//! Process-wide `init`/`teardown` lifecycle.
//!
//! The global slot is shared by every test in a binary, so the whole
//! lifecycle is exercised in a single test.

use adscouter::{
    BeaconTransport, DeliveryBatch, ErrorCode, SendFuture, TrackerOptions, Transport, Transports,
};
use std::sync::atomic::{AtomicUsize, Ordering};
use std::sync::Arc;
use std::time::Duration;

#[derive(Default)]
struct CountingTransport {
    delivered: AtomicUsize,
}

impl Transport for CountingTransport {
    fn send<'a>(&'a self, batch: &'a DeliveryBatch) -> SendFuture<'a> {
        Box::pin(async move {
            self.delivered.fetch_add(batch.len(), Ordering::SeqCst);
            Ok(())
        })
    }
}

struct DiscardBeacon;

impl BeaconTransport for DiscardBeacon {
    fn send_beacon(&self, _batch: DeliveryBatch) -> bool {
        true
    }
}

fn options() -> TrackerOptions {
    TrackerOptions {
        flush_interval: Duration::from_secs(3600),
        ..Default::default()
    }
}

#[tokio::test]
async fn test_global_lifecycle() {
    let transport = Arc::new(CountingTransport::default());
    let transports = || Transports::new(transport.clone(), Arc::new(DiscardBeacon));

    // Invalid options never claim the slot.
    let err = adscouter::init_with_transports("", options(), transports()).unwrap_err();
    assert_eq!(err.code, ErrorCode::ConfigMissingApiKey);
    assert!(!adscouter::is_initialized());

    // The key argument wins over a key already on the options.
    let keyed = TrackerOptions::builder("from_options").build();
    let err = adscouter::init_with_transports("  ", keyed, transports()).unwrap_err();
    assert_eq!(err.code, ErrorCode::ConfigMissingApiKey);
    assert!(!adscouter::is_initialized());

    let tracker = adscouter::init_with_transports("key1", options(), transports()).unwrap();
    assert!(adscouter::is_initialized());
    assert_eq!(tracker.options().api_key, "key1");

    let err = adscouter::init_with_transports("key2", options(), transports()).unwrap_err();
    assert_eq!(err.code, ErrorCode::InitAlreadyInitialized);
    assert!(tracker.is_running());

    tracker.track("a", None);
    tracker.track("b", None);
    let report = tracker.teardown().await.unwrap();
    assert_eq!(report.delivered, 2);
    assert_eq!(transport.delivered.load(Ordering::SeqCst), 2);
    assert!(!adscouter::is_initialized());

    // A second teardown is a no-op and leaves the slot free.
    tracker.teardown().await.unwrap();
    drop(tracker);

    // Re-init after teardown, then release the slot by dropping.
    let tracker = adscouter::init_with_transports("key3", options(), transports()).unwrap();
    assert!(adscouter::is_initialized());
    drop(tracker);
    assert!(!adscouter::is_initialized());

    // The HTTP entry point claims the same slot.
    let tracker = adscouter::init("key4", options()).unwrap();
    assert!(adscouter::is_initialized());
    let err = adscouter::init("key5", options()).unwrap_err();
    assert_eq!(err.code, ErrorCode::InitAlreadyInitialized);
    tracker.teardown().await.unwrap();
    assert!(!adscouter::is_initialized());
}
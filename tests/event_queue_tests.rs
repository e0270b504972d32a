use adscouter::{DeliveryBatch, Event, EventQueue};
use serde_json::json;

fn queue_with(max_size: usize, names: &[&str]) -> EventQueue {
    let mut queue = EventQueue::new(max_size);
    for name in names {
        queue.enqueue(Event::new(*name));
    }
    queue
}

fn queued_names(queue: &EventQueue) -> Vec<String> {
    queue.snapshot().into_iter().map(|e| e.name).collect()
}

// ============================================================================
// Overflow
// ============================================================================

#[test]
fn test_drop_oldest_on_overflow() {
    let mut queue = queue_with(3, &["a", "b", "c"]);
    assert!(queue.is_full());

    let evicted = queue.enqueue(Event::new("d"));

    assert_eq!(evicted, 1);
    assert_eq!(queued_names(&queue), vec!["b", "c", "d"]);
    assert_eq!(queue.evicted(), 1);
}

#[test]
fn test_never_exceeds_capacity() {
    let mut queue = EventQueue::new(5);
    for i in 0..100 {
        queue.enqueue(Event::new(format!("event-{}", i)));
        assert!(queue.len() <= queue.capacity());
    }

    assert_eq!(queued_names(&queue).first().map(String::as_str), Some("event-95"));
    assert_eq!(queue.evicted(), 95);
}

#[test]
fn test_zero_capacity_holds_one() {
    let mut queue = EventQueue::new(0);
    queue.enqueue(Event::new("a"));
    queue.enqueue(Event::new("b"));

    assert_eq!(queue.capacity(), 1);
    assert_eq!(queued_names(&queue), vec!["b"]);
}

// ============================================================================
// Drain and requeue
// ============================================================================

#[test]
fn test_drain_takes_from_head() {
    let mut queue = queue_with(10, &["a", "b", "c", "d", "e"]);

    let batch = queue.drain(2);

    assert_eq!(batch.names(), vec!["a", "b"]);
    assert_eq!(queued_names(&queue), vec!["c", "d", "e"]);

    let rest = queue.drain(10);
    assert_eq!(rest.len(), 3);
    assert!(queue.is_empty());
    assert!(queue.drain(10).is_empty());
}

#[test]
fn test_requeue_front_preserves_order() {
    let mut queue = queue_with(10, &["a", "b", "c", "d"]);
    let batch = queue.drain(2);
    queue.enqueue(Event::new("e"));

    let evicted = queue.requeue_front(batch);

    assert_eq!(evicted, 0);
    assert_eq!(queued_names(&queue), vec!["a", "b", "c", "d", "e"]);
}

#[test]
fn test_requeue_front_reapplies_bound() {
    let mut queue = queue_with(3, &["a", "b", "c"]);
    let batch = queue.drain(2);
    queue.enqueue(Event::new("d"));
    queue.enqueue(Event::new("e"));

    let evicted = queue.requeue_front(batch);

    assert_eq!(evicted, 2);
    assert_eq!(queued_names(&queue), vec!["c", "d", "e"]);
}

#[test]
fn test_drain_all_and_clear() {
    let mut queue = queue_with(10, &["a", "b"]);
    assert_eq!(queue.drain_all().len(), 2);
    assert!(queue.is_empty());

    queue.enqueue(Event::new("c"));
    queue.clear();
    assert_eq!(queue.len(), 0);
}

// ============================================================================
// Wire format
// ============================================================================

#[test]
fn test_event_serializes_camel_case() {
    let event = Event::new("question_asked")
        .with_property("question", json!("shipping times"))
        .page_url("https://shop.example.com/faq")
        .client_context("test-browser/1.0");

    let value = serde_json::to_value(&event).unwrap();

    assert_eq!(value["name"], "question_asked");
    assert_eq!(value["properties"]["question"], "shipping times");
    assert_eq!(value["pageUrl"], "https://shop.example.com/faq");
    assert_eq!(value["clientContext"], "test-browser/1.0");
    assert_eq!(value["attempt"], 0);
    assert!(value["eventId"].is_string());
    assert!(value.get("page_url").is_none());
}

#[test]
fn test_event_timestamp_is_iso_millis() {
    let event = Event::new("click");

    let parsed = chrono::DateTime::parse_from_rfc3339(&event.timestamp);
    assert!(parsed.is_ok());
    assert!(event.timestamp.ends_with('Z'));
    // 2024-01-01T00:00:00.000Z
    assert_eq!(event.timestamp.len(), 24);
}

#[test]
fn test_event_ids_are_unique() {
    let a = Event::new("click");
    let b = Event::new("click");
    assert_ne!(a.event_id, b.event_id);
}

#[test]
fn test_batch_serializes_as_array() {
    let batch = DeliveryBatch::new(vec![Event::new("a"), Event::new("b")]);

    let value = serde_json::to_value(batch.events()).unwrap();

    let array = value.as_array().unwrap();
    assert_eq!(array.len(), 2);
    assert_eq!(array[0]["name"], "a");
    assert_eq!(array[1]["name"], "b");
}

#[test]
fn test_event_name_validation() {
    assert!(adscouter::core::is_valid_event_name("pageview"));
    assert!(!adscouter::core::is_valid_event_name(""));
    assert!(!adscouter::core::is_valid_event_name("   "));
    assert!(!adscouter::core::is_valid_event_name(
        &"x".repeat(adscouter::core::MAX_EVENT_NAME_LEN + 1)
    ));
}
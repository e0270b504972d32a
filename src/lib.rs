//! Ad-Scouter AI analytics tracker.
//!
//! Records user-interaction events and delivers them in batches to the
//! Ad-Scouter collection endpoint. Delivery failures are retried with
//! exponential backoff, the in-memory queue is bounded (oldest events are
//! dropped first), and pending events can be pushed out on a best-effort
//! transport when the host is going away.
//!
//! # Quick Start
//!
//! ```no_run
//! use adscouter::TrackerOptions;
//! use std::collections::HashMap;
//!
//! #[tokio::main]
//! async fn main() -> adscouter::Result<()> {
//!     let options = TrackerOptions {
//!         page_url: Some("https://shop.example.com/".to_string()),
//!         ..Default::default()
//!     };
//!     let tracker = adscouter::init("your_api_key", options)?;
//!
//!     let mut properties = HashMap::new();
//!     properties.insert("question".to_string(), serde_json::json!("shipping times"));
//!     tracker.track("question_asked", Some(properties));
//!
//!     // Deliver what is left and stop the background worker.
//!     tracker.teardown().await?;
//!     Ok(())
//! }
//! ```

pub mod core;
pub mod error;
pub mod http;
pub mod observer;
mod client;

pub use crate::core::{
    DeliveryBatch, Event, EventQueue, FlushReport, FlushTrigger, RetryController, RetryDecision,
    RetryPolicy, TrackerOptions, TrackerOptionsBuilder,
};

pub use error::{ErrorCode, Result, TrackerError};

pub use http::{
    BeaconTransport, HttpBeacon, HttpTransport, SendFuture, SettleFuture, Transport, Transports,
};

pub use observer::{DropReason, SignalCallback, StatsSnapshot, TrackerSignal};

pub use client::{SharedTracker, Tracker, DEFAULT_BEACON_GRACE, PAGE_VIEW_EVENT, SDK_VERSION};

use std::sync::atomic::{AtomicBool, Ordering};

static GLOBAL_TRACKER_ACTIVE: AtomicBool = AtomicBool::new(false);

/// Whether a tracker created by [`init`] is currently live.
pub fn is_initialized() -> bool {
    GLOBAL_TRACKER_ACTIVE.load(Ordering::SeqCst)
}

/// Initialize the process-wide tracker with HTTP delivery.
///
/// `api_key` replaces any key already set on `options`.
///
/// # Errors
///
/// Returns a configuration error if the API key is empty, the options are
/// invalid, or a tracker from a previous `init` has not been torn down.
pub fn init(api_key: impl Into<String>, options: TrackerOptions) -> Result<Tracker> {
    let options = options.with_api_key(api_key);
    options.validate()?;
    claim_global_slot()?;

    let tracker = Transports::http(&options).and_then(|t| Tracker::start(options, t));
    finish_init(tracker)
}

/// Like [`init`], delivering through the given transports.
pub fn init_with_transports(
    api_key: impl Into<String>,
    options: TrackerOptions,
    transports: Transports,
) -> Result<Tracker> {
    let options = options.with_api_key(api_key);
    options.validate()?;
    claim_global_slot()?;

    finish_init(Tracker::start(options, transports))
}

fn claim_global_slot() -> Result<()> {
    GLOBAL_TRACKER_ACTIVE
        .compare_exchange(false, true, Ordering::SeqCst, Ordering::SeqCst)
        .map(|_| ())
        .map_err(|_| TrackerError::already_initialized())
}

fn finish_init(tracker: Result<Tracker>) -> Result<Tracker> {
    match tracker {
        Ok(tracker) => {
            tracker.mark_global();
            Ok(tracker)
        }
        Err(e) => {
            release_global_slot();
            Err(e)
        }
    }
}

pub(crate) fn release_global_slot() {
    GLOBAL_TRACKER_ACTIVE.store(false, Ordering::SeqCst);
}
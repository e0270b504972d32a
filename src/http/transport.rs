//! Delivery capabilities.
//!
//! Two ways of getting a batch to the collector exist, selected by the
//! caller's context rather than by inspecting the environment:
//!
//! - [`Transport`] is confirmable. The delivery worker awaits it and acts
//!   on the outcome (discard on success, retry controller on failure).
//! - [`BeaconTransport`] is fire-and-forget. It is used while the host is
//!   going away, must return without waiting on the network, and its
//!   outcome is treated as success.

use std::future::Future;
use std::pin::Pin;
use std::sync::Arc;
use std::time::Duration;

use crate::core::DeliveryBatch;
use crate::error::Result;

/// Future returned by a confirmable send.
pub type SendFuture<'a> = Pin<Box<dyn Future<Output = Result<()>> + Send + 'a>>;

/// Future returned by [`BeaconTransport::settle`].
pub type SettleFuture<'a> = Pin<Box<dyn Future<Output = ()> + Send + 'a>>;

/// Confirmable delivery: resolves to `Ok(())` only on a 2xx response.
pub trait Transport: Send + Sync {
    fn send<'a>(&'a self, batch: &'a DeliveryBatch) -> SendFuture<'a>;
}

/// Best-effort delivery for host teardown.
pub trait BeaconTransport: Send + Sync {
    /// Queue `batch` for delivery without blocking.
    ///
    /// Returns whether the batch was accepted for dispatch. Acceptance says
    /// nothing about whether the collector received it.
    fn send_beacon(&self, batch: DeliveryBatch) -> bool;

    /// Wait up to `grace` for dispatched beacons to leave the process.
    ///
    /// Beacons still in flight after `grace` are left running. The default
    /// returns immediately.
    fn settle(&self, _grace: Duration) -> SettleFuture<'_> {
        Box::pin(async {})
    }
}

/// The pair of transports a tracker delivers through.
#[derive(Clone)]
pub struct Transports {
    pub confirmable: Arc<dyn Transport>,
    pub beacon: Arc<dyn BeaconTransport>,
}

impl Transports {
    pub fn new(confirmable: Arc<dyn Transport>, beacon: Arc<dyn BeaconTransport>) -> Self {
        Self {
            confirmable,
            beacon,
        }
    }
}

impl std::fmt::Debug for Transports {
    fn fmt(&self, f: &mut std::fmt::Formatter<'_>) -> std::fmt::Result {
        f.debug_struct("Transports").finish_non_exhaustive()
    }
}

Work request: What is the number of lines in the entries that include the string "delivered"? Reply with that number alone.

Solution for this task: 4